* _REQUIREMENT_:
If a line in the data has the string "ChannelArgs", please show it.

----------

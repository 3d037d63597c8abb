use channelz_types::{NodeKind, Severity, Timestamp, Uuid};
use parking_lot::Mutex;
use std::collections::VecDeque;
use tracing::trace;

/// Fixed per-event accounting overhead, on top of the description bytes.
pub const TRACE_EVENT_OVERHEAD_BYTES: usize = 64;

#[derive(Clone, Debug, PartialEq, Eq)]
pub struct TraceEvent {
    pub description: String,
    pub severity: Severity,
    pub timestamp: Timestamp,
    /// Related node, when the event points at one.
    pub referenced: Option<(Uuid, NodeKind)>,
}

impl TraceEvent {
    pub fn memory_usage(&self) -> usize {
        event_memory_usage(&self.description)
    }
}

pub fn event_memory_usage(description: &str) -> usize {
    TRACE_EVENT_OVERHEAD_BYTES + description.len()
}

#[derive(Clone, Debug, PartialEq, Eq)]
pub struct TraceSnapshot {
    pub created_at: Timestamp,
    pub total_events_logged: u64,
    pub events: Vec<TraceEvent>,
}

struct TraceRing {
    events: VecDeque<TraceEvent>,
    memory_used: usize,
    total_events_logged: u64,
}

/// Byte-budgeted event log with oldest-first eviction.
pub struct ChannelTrace {
    max_memory: usize,
    created_at: Timestamp,
    ring: Mutex<TraceRing>,
}

impl ChannelTrace {
    /// Returns `None` for a zero budget: tracing is disabled entirely.
    pub fn new(max_memory: usize) -> Option<Self> {
        if max_memory == 0 {
            return None;
        }
        Some(Self {
            max_memory,
            created_at: Timestamp::now(),
            ring: Mutex::new(TraceRing {
                events: VecDeque::new(),
                memory_used: 0,
                total_events_logged: 0,
            }),
        })
    }

    pub fn fits(&self, description: &str) -> bool {
        event_memory_usage(description) <= self.max_memory
    }

    /// Appends and evicts until the budget holds again. An event larger
    /// than the whole budget is kept as the sole occupant.
    pub fn add_event(&self, event: TraceEvent) {
        let size = event.memory_usage();
        let mut ring = self.ring.lock();
        ring.total_events_logged += 1;
        ring.memory_used += size;
        ring.events.push_back(event);
        let mut evicted = 0usize;
        while ring.memory_used > self.max_memory && ring.events.len() > 1 {
            let Some(oldest) = ring.events.pop_front() else {
                break;
            };
            ring.memory_used -= oldest.memory_usage();
            evicted += 1;
        }
        if evicted > 0 {
            trace!(
                evicted,
                memory_used = ring.memory_used,
                max_memory = self.max_memory,
                "channel trace evicted old events"
            );
        }
    }

    pub fn memory_used(&self) -> usize {
        self.ring.lock().memory_used
    }

    pub fn snapshot(&self) -> TraceSnapshot {
        let ring = self.ring.lock();
        TraceSnapshot {
            created_at: self.created_at,
            total_events_logged: ring.total_events_logged,
            events: ring.events.iter().cloned().collect(),
        }
    }
}
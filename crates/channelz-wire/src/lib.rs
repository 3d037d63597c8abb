//! Framing for channelz v2 records: a big-endian `u32` payload length, then
//! the JSON payload.

use channelz_types::{Entity, EntityKind};
use facet::Facet;

pub const DEFAULT_MAX_FRAME_BYTES: usize = 16 * 1024 * 1024;

const LENGTH_PREFIX_BYTES: usize = 4;

#[derive(Debug, Clone, PartialEq, Eq, thiserror::Error)]
pub enum FrameError {
    #[error("channelz payload of {payload_bytes} bytes exceeds the {limit}-byte frame limit")]
    Oversized { payload_bytes: usize, limit: usize },
    #[error("channelz frame needs a 4-byte length prefix, got {available} bytes")]
    MissingLength { available: usize },
    #[error("channelz frame declares {declared} payload bytes, limit is {limit}")]
    DeclaredTooLarge { declared: usize, limit: usize },
    #[error("channelz frame declares {declared} payload bytes but carries {available}")]
    LengthMismatch { declared: usize, available: usize },
}

#[derive(Debug, thiserror::Error)]
pub enum WireError {
    #[error(transparent)]
    Frame(#[from] FrameError),
    #[error("cannot encode channelz {record}: {reason}")]
    Encode { record: &'static str, reason: String },
    #[error("cannot decode channelz {record}: {reason}")]
    Decode { record: &'static str, reason: String },
}

pub fn encode_frame(payload: &[u8], limit: usize) -> Result<Vec<u8>, FrameError> {
    let oversized = || FrameError::Oversized {
        payload_bytes: payload.len(),
        limit,
    };
    if payload.len() > limit {
        return Err(oversized());
    }
    let declared = u32::try_from(payload.len()).map_err(|_| oversized())?;

    let mut frame = Vec::with_capacity(LENGTH_PREFIX_BYTES + payload.len());
    frame.extend_from_slice(&declared.to_be_bytes());
    frame.extend_from_slice(payload);
    Ok(frame)
}

/// Borrows the payload of exactly one whole frame.
pub fn decode_frame(frame: &[u8], limit: usize) -> Result<&[u8], FrameError> {
    let Some((prefix, payload)) = frame.split_first_chunk::<LENGTH_PREFIX_BYTES>() else {
        return Err(FrameError::MissingLength {
            available: frame.len(),
        });
    };
    let declared = u32::from_be_bytes(*prefix) as usize;
    if declared > limit {
        return Err(FrameError::DeclaredTooLarge { declared, limit });
    }
    if payload.len() != declared {
        return Err(FrameError::LengthMismatch {
            declared,
            available: payload.len(),
        });
    }
    Ok(payload)
}

/// One page of a v2 entity enumeration.
#[derive(Facet, Clone, Debug, PartialEq)]
pub struct EntityPage {
    pub entities: Vec<Entity>,
    pub end: bool,
}

#[derive(Facet, Clone, Debug, PartialEq, Eq)]
pub struct GetEntityRequest {
    pub id: i64,
}

#[derive(Facet, Clone, Debug, PartialEq, Eq)]
pub struct QueryEntitiesRequest {
    #[facet(skip_unless_truthy)]
    pub kind: Option<EntityKind>,
    pub start: i64,
}

#[derive(Facet, Clone, Debug, PartialEq, Eq)]
#[repr(u8)]
#[facet(rename_all = "snake_case")]
pub enum Request {
    GetEntity(GetEntityRequest),
    QueryEntities(QueryEntitiesRequest),
}

#[derive(Facet, Clone, Debug, PartialEq, Eq)]
pub struct ErrorReply {
    pub kind: String,
    pub message: String,
}

#[derive(Facet, Clone, Debug, PartialEq)]
#[repr(u8)]
#[facet(rename_all = "snake_case")]
pub enum Reply {
    Entity(Entity),
    Page(EntityPage),
    Error(ErrorReply),
}

macro_rules! json_codec {
    ($ty:ty, $record:literal, $encode:ident, $decode:ident) => {
        pub fn $encode(value: &$ty) -> Result<Vec<u8>, WireError> {
            let payload = facet_json::to_vec(value).map_err(|e| WireError::Encode {
                record: $record,
                reason: e.to_string(),
            })?;
            Ok(encode_frame(&payload, DEFAULT_MAX_FRAME_BYTES)?)
        }

        pub fn $decode(frame: &[u8]) -> Result<$ty, WireError> {
            let payload = decode_frame(frame, DEFAULT_MAX_FRAME_BYTES)?;
            facet_json::from_slice(payload).map_err(|e| WireError::Decode {
                record: $record,
                reason: e.to_string(),
            })
        }
    };
}

json_codec!(Entity, "entity", encode_entity, decode_entity);
json_codec!(EntityPage, "entity page", encode_entity_page, decode_entity_page);
json_codec!(Request, "request", encode_request, decode_request);
json_codec!(Reply, "reply", encode_reply, decode_reply);

#[cfg(test)]
mod tests {
    use super::*;
    use channelz_types::{
        ChildGroup, EntityData, EntityRef, Json, Severity, Timestamp, TraceEvent, Uuid,
    };

    fn uuid(raw: u64) -> Uuid {
        Uuid::new(raw).expect("non-zero uuid")
    }

    fn payload_json(frame: &[u8]) -> String {
        let payload = decode_frame(frame, DEFAULT_MAX_FRAME_BYTES).expect("frame should decode");
        std::str::from_utf8(payload)
            .expect("payload should be utf8 json")
            .to_string()
    }

    fn sample_entity() -> Entity {
        Entity {
            id: uuid(3),
            kind: EntityKind::Channel,
            orphaned: false,
            parents: vec![],
            children: vec![ChildGroup {
                kind: EntityKind::Subchannel,
                ids: vec![uuid(4), uuid(5)],
            }],
            data: vec![EntityData {
                name: "channel".into(),
                value: Json::new(r#"{"target":"dns:///svc"}"#),
            }],
            trace: vec![TraceEvent {
                description: "Channel created".into(),
                severity: Severity::Info,
                timestamp: Timestamp {
                    seconds: 1_700_000_000,
                    nanos: 5,
                },
                referenced: None,
            }],
        }
    }

    #[test]
    fn request_wire_shape() {
        let frame = encode_request(&Request::QueryEntities(QueryEntitiesRequest {
            kind: None,
            start: 0,
        }))
        .expect("request encodes");
        assert_eq!(payload_json(&frame), r#"{"query_entities":{"start":0}}"#);

        let frame = encode_request(&Request::GetEntity(GetEntityRequest { id: 12 }))
            .expect("request encodes");
        assert_eq!(payload_json(&frame), r#"{"get_entity":{"id":12}}"#);
    }

    #[test]
    fn entity_wire_shape() {
        let mut entity = sample_entity();
        entity.data.clear();
        entity.trace[0].referenced = Some(EntityRef {
            id: uuid(4),
            kind: EntityKind::Subchannel,
        });
        let frame = encode_entity(&entity).expect("entity encodes");
        assert_eq!(
            payload_json(&frame),
            r#"{"id":3,"kind":"channel","orphaned":false,"parents":[],"children":[{"kind":"subchannel","ids":[4,5]}],"data":[],"trace":[{"description":"Channel created","severity":"info","timestamp":{"seconds":1700000000,"nanos":5},"referenced":{"id":4,"kind":"subchannel"}}]}"#
        );
    }

    #[test]
    fn entity_page_survives_framing() {
        let page = EntityPage {
            entities: vec![sample_entity()],
            end: true,
        };
        let frame = encode_entity_page(&page).expect("page encodes");
        assert_eq!(decode_entity_page(&frame).expect("page decodes"), page);
    }

    #[test]
    fn truncated_frames_are_rejected() {
        let frame = encode_entity(&sample_entity()).expect("entity encodes");
        let err = decode_entity(&frame[..frame.len() - 1]).expect_err("payload cut short");
        assert!(matches!(
            err,
            WireError::Frame(FrameError::LengthMismatch { .. })
        ));
        assert_eq!(
            decode_frame(&[0, 0], DEFAULT_MAX_FRAME_BYTES),
            Err(FrameError::MissingLength { available: 2 })
        );
    }

    #[test]
    fn oversized_frames_are_rejected() {
        let payload = vec![b' '; 32];
        let err = encode_frame(&payload, 16).expect_err("over the limit");
        assert_eq!(
            err,
            FrameError::Oversized {
                payload_bytes: 32,
                limit: 16
            }
        );
        assert_eq!(
            err.to_string(),
            "channelz payload of 32 bytes exceeds the 16-byte frame limit"
        );
        let frame = encode_frame(&payload, 64).expect("within limit");
        assert_eq!(
            decode_frame(&frame, 16),
            Err(FrameError::DeclaredTooLarge {
                declared: 32,
                limit: 16
            })
        );
    }

    #[test]
    fn decode_errors_name_the_record() {
        let frame = encode_frame(br#"{"kind":"channel"}"#, DEFAULT_MAX_FRAME_BYTES)
            .expect("within limit");
        let err = decode_entity(&frame).expect_err("missing fields");
        assert!(matches!(err, WireError::Decode { record: "entity", .. }));
        assert!(err.to_string().starts_with("cannot decode channelz entity: "));
    }
}
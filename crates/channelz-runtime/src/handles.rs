use channelz_types::{
    ChannelArgs, ChannelzConfig, ConnectivityState, NodeKind, Uuid,
    MAX_CHANNEL_TRACE_EVENT_MEMORY_PER_NODE_DEFAULT,
};
use std::fmt;
use std::marker::PhantomData;
use std::ops::Deref;
use std::sync::{Arc, Weak};
use tracing::debug;

use crate::counters::{CallCounts, SocketCounters};
use crate::node::{ChildLink, Node, NodeBody};

/// Trace budget for nodes built without channel args.
pub const DEFAULT_TRACE_MEMORY: usize = MAX_CHANNEL_TRACE_EVENT_MEMORY_PER_NODE_DEFAULT;

/// Slot markers naming what a [`NodeHandle`] was created as.
pub mod slot {
    #[derive(Debug)]
    pub struct Channel;
    #[derive(Debug)]
    pub struct Subchannel;
    #[derive(Debug)]
    pub struct Server;
    #[derive(Debug)]
    pub struct ListenSocket;
    #[derive(Debug)]
    pub struct Socket;
}

mod sealed {
    pub trait Sealed {}
    impl Sealed for super::slot::Channel {}
    impl Sealed for super::slot::Subchannel {}
    impl Sealed for super::slot::Server {}
    impl Sealed for super::slot::ListenSocket {}
    impl Sealed for super::slot::Socket {}
}

pub trait NodeSlot: sealed::Sealed {
    const KIND_NAME: &'static str;
}

/// Slots whose nodes carry call counters.
pub trait CountsCalls: NodeSlot {}

impl NodeSlot for slot::Channel {
    const KIND_NAME: &'static str = "channel";
}
impl NodeSlot for slot::Subchannel {
    const KIND_NAME: &'static str = "subchannel";
}
impl NodeSlot for slot::Server {
    const KIND_NAME: &'static str = "server";
}
impl NodeSlot for slot::ListenSocket {
    const KIND_NAME: &'static str = "listen_socket";
}
impl NodeSlot for slot::Socket {
    const KIND_NAME: &'static str = "socket";
}

impl CountsCalls for slot::Channel {}
impl CountsCalls for slot::Subchannel {}
impl CountsCalls for slot::Server {}

pub type ChannelNode = NodeHandle<slot::Channel>;
pub type SubchannelNode = NodeHandle<slot::Subchannel>;
pub type ServerNode = NodeHandle<slot::Server>;
pub type ListenSocketNode = NodeHandle<slot::ListenSocket>;
pub type SocketNode = NodeHandle<slot::Socket>;

struct OwnerInner {
    node: Node,
}

impl Drop for OwnerInner {
    fn drop(&mut self) {
        self.node.orphan();
    }
}

/// The creator's reference to a node.
///
/// Clones share one ownership; dropping the last clone orphans the node.
/// Other strong references (owning parents, data sources, in-flight
/// queries) keep it registered afterwards.
pub struct NodeHandle<S> {
    owner: Arc<OwnerInner>,
    _slot: PhantomData<S>,
}

impl<S> Clone for NodeHandle<S> {
    fn clone(&self) -> Self {
        Self {
            owner: Arc::clone(&self.owner),
            _slot: PhantomData,
        }
    }
}

impl<S> Deref for NodeHandle<S> {
    type Target = Node;

    fn deref(&self) -> &Node {
        &self.owner.node
    }
}

impl<S: NodeSlot> fmt::Debug for NodeHandle<S> {
    fn fmt(&self, f: &mut fmt::Formatter<'_>) -> fmt::Result {
        f.debug_struct("NodeHandle")
            .field("slot", &S::KIND_NAME)
            .field("uuid", &self.uuid())
            .finish()
    }
}

impl<S> NodeHandle<S> {
    fn from_node(node: Node) -> Self {
        Self {
            owner: Arc::new(OwnerInner { node }),
            _slot: PhantomData,
        }
    }

    pub fn node(&self) -> &Node {
        &self.owner.node
    }

    pub fn downgrade(&self) -> WeakNodeHandle<S> {
        WeakNodeHandle {
            owner: Arc::downgrade(&self.owner),
            _slot: PhantomData,
        }
    }
}

impl<S: CountsCalls> NodeHandle<S> {
    pub fn record_call_started(&self) {
        if let Some(counters) = self.call_counters() {
            counters.record_call_started();
        }
    }

    pub fn record_call_failed(&self) {
        if let Some(counters) = self.call_counters() {
            counters.record_call_failed();
        }
    }

    pub fn record_call_succeeded(&self) {
        if let Some(counters) = self.call_counters() {
            counters.record_call_succeeded();
        }
    }

    pub fn call_counts(&self) -> CallCounts {
        self.call_counters()
            .map(|counters| counters.snapshot())
            .unwrap_or_default()
    }
}

/// A creator reference that does not keep the node un-orphaned.
pub struct WeakNodeHandle<S> {
    owner: Weak<OwnerInner>,
    _slot: PhantomData<S>,
}

impl<S> Clone for WeakNodeHandle<S> {
    fn clone(&self) -> Self {
        Self {
            owner: self.owner.clone(),
            _slot: PhantomData,
        }
    }
}

impl<S> WeakNodeHandle<S> {
    pub fn upgrade(&self) -> Option<NodeHandle<S>> {
        self.owner.upgrade().map(|owner| NodeHandle {
            owner,
            _slot: PhantomData,
        })
    }
}

impl NodeHandle<slot::Channel> {
    pub fn new(target: impl Into<String>, trace_memory: usize, is_internal: bool) -> Self {
        let kind = if is_internal {
            NodeKind::InternalChannel
        } else {
            NodeKind::TopLevelChannel
        };
        Self::from_node(Node::create(
            kind,
            target,
            trace_memory,
            NodeBody::for_kind(kind),
        ))
    }

    pub fn from_args(target: impl Into<String>, args: &ChannelArgs) -> Option<Self> {
        let config = enabled_config(args)?;
        Some(Self::new(target, config.trace_memory, config.is_internal))
    }

    pub fn set_connectivity_state(&self, state: ConnectivityState) {
        self.node().set_connectivity_state(state);
    }

    pub fn add_child_subchannel(&self, subchannel: &Node) {
        self.add_child(subchannel, ChildLink::Observed);
    }

    pub fn remove_child_subchannel(&self, uuid: Uuid) {
        self.remove_child(uuid);
    }

    pub fn add_child_channel(&self, channel: &Node) {
        self.add_child(channel, ChildLink::Observed);
    }

    pub fn remove_child_channel(&self, uuid: Uuid) {
        self.remove_child(uuid);
    }
}

impl NodeHandle<slot::Subchannel> {
    pub fn new(target: impl Into<String>, trace_memory: usize) -> Self {
        Self::from_node(Node::create(
            NodeKind::Subchannel,
            target,
            trace_memory,
            NodeBody::for_kind(NodeKind::Subchannel),
        ))
    }

    pub fn from_args(target: impl Into<String>, args: &ChannelArgs) -> Option<Self> {
        let config = enabled_config(args)?;
        Some(Self::new(target, config.trace_memory))
    }

    pub fn set_connectivity_state(&self, state: ConnectivityState) {
        self.node().set_connectivity_state(state);
    }

    /// The subchannel owns its connected socket until it is removed.
    pub fn add_child_socket(&self, socket: &SocketNode) {
        self.add_child(socket, ChildLink::Owned);
    }

    pub fn remove_child_socket(&self, uuid: Uuid) {
        self.remove_child(uuid);
    }
}

impl NodeHandle<slot::Server> {
    pub fn new(trace_memory: usize) -> Self {
        Self::from_node(Node::create(
            NodeKind::Server,
            "",
            trace_memory,
            NodeBody::for_kind(NodeKind::Server),
        ))
    }

    pub fn from_args(args: &ChannelArgs) -> Option<Self> {
        let config = enabled_config(args)?;
        Some(Self::new(config.trace_memory))
    }

    pub fn add_child_listen_socket(&self, listen_socket: &ListenSocketNode) {
        self.add_child(listen_socket, ChildLink::Owned);
    }

    pub fn remove_child_listen_socket(&self, uuid: Uuid) {
        self.remove_child(uuid);
    }

    pub fn add_child_socket(&self, socket: &SocketNode) {
        self.add_child(socket, ChildLink::Owned);
    }

    pub fn remove_child_socket(&self, uuid: Uuid) {
        self.remove_child(uuid);
    }
}

impl NodeHandle<slot::ListenSocket> {
    pub fn new(name: impl Into<String>, local: Option<String>) -> Self {
        Self::from_node(Node::create(
            NodeKind::ListenSocket,
            name,
            0,
            NodeBody::listen_socket(local),
        ))
    }
}

impl NodeHandle<slot::Socket> {
    pub fn new(name: impl Into<String>, local: Option<String>, remote: Option<String>) -> Self {
        Self::from_node(Node::create(
            NodeKind::Socket,
            name,
            0,
            NodeBody::socket(local, remote),
        ))
    }

    fn with_counters(&self, record: impl FnOnce(&SocketCounters)) {
        if let Some(counters) = self.socket_counters() {
            record(counters);
        }
    }

    pub fn record_stream_started_from_local(&self) {
        self.with_counters(SocketCounters::record_stream_started_from_local);
    }

    pub fn record_stream_started_from_remote(&self) {
        self.with_counters(SocketCounters::record_stream_started_from_remote);
    }

    pub fn record_stream_succeeded(&self) {
        self.with_counters(SocketCounters::record_stream_succeeded);
    }

    pub fn record_stream_failed(&self) {
        self.with_counters(SocketCounters::record_stream_failed);
    }

    pub fn record_messages_sent(&self, count: u64) {
        self.with_counters(|counters| counters.record_messages_sent(count));
    }

    pub fn record_message_received(&self) {
        self.with_counters(SocketCounters::record_message_received);
    }

    pub fn record_keepalive_sent(&self) {
        self.with_counters(SocketCounters::record_keepalive_sent);
    }
}

fn enabled_config(args: &ChannelArgs) -> Option<ChannelzConfig> {
    let config = ChannelzConfig::from_args(args);
    if !config.enabled {
        debug!("channelz disabled by channel args, no node created");
        return None;
    }
    Some(config)
}

/// Builds the channel's node, or `None` when channelz is disabled.
pub fn new_channel_from_args(target: impl Into<String>, args: &ChannelArgs) -> Option<ChannelNode> {
    ChannelNode::from_args(target, args)
}

pub fn new_server_from_args(args: &ChannelArgs) -> Option<ServerNode> {
    ServerNode::from_args(args)
}

#[cfg(test)]
mod tests {
    use super::*;
    use channelz_types::{ENABLE_CHANNELZ, MAX_CHANNEL_TRACE_EVENT_MEMORY_PER_NODE};

    #[test]
    fn dropping_the_last_handle_orphans() {
        let server = ServerNode::new(DEFAULT_TRACE_MEMORY);
        let node = server.node().clone();
        let second = server.clone();
        drop(server);
        assert!(!node.is_orphaned());
        drop(second);
        assert!(node.is_orphaned());
    }

    #[test]
    fn weak_handle_does_not_hold_ownership() {
        let channel = ChannelNode::new("dns:///weak", DEFAULT_TRACE_MEMORY, false);
        let weak = channel.downgrade();
        assert!(weak.upgrade().is_some());
        drop(channel);
        assert!(weak.upgrade().is_none());
    }

    #[test]
    fn disabled_args_build_no_node() {
        let args = ChannelArgs::new().set(ENABLE_CHANNELZ, false);
        assert!(new_channel_from_args("dns:///off", &args).is_none());
        assert!(new_server_from_args(&args).is_none());
    }

    #[test]
    fn args_select_trace_budget() {
        let args = ChannelArgs::new().set(MAX_CHANNEL_TRACE_EVENT_MEMORY_PER_NODE, 0);
        let channel = new_channel_from_args("dns:///quiet", &args).expect("channelz enabled");
        assert!(channel.trace().is_none());
    }

    #[test]
    fn server_keeps_listen_sockets_until_orphaned() {
        let server = ServerNode::new(DEFAULT_TRACE_MEMORY);
        let listener = ListenSocketNode::new("[::]:50051", Some("[::]:50051".into()));
        server.add_child_listen_socket(&listener);
        let listener_node = listener.node().clone();
        drop(listener);
        assert!(listener_node.is_orphaned());
        assert_eq!(server.children().len(), 1);
        drop(server);
        assert!(listener_node.parents().is_empty());
    }
}
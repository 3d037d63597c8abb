use channelz::{
    CallCounters, ChannelArgs, ChannelNode, ConnectivityState, DataSink, DataSource,
    DataSourceHandle, ListenSocketNode, PropertyList, ServerNode, Severity, SocketNode,
    SubchannelNode, TimerEngine, TokioEngine, ZTrace, ZTraceArgs, ZTraceCallback,
};
use serde_json::{Value as JsonValue, json};
use std::sync::Arc;
use std::time::{Duration, Instant};
use tracing::info;

use crate::AnyResult;

/// Reports how many requests the demo load balancer has routed.
struct RouterStats {
    routed: Arc<CallCounters>,
}

impl DataSource for RouterStats {
    fn add_data(&self, sink: &mut DataSink) -> anyhow::Result<()> {
        let counts = self.routed.snapshot();
        sink.add_data(
            "router",
            PropertyList::new()
                .set("policy", "round_robin")
                .set("routed", counts.calls_started),
        );
        Ok(())
    }

    fn get_ztrace(&self, name: &str) -> Option<Box<dyn ZTrace>> {
        (name == "routed_calls").then(|| {
            Box::new(RoutedCalls {
                routed: Arc::clone(&self.routed),
            }) as Box<dyn ZTrace>
        })
    }
}

struct RoutedCalls {
    routed: Arc<CallCounters>,
}

impl ZTrace for RoutedCalls {
    fn run(
        self: Box<Self>,
        _deadline: Instant,
        _args: ZTraceArgs,
        engine: Arc<dyn TimerEngine>,
        callback: ZTraceCallback,
    ) {
        engine.run_after(
            Duration::from_millis(20),
            Box::new(move || {
                let counts = self.routed.snapshot();
                callback(json!({"routed": counts.calls_started}));
            }),
        );
    }
}

pub(crate) struct Topology {
    channels: Vec<ChannelNode>,
    subchannels: Vec<SubchannelNode>,
    server: ServerNode,
    listen_socket: ListenSocketNode,
    router: DataSourceHandle<RouterStats>,
}

impl Topology {
    pub(crate) fn build(channel_count: usize, args: &ChannelArgs) -> AnyResult<Self> {
        let server = channelz::new_server_from_args(args)
            .ok_or_else(|| "channelz is disabled for the server".to_owned())?;
        let listen_socket = ListenSocketNode::new("[::]:50051", Some("ipv6:[::]:50051".into()));
        server.add_child_listen_socket(&listen_socket);
        server.add_trace_event(Severity::Info, "Server started");

        let routed = Arc::new(CallCounters::default());
        let mut channels = Vec::with_capacity(channel_count);
        let mut subchannels = Vec::with_capacity(channel_count);
        for index in 0..channel_count {
            let channel = channelz::new_channel_from_args(format!("dns:///backend-{index}"), args)
                .ok_or_else(|| "channelz is disabled for channels".to_owned())?;
            let subchannel = SubchannelNode::from_args(format!("ipv4:10.0.0.{}:443", index + 1), args)
                .ok_or_else(|| "channelz is disabled for subchannels".to_owned())?;
            channel.set_connectivity_state(ConnectivityState::Connecting);
            channel.add_child_subchannel(&subchannel);
            channel.add_trace_event_with_reference(
                Severity::Info,
                "Created new subchannel",
                &subchannel,
            );

            let client = SocketNode::new(
                format!("backend-{index}"),
                Some(format!("ipv4:10.0.1.1:{}", 40000 + index)),
                Some(format!("ipv4:10.0.0.{}:443", index + 1)),
            );
            subchannel.add_child_socket(&client);
            subchannel.set_connectivity_state(ConnectivityState::Ready);
            channel.set_connectivity_state(ConnectivityState::Ready);

            let accepted = SocketNode::new(
                format!("peer-{index}"),
                Some("ipv6:[::1]:50051".into()),
                Some(format!("ipv4:10.0.1.1:{}", 40000 + index)),
            );
            server.add_child_socket(&accepted);

            for _ in 0..3 {
                channel.record_call_started();
                subchannel.record_call_started();
                routed.record_call_started();
                client.record_stream_started_from_local();
                client.record_messages_sent(1);
                accepted.record_stream_started_from_remote();
                accepted.record_message_received();
                server.record_call_started();
                server.record_call_succeeded();
                accepted.record_stream_succeeded();
                client.record_stream_succeeded();
                subchannel.record_call_succeeded();
                channel.record_call_succeeded();
            }
            channels.push(channel);
            subchannels.push(subchannel);
        }

        let router = match channels.first() {
            Some(channel) => channel.attach_data_source(RouterStats { routed }),
            None => server.attach_data_source(RouterStats { routed }),
        };
        info!(channels = channels.len(), "topology built");
        Ok(Self {
            channels,
            subchannels,
            server,
            listen_socket,
            router,
        })
    }

    /// Every node worth querying individually, in creation order.
    pub(crate) fn ids(&self) -> Vec<(&'static str, i64)> {
        let mut ids = vec![
            ("server", id_of(self.server.uuid())),
            ("listen_socket", id_of(self.listen_socket.uuid())),
        ];
        for (channel, subchannel) in self.channels.iter().zip(&self.subchannels) {
            ids.push(("channel", id_of(channel.uuid())));
            ids.push(("subchannel", id_of(subchannel.uuid())));
            for (uuid, _) in subchannel.children() {
                ids.push(("socket", id_of(uuid)));
            }
        }
        ids
    }

    pub(crate) async fn run_ztrace(&self, deadline: Instant) -> AnyResult<JsonValue> {
        let engine: Arc<dyn TimerEngine> = Arc::new(
            TokioEngine::current().ok_or_else(|| "no tokio runtime for ztrace".to_owned())?,
        );
        let (tx, rx) = tokio::sync::oneshot::channel();
        self.router.node().run_ztrace(
            "routed_calls",
            deadline,
            ZTraceArgs::new(),
            engine,
            move |result| {
                let _ = tx.send(result);
            },
        );
        rx.await.map_err(|e| format!("ztrace never completed: {e}"))
    }

    /// Drops every handle; the registry empties as the last owners go.
    pub(crate) fn shutdown(self) {
        let Self {
            channels,
            subchannels,
            server,
            listen_socket,
            router,
        } = self;
        drop(router);
        drop(subchannels);
        drop(channels);
        drop(listen_socket);
        drop(server);
        info!("topology shut down");
    }
}

fn id_of(uuid: channelz::Uuid) -> i64 {
    i64::try_from(uuid.get()).unwrap_or(i64::MAX)
}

----------

* _ANSWER TO THIS EXERCISE_:
    ChannelArgs, ChannelzConfig, ConnectivityState, NodeKind, Uuid,
    pub fn from_args(target: impl Into<String>, args: &ChannelArgs) -> Option<Self> {
    pub fn from_args(target: impl Into<String>, args: &ChannelArgs) -> Option<Self> {
    pub fn from_args(args: &ChannelArgs) -> Option<Self> {
fn enabled_config(args: &ChannelArgs) -> Option<ChannelzConfig> {
pub fn new_channel_from_args(target: impl Into<String>, args: &ChannelArgs) -> Option<ChannelNode> {
pub fn new_server_from_args(args: &ChannelArgs) -> Option<ServerNode> {
        let args = ChannelArgs::new().set(ENABLE_CHANNELZ, false);
        let args = ChannelArgs::new().set(MAX_CHANNEL_TRACE_EVENT_MEMORY_PER_NODE, 0);
    CallCounters, ChannelArgs, ChannelNode, ConnectivityState, DataSink, DataSource,
    pub(crate) fn build(channel_count: usize, args: &ChannelArgs) -> AnyResult<Self> {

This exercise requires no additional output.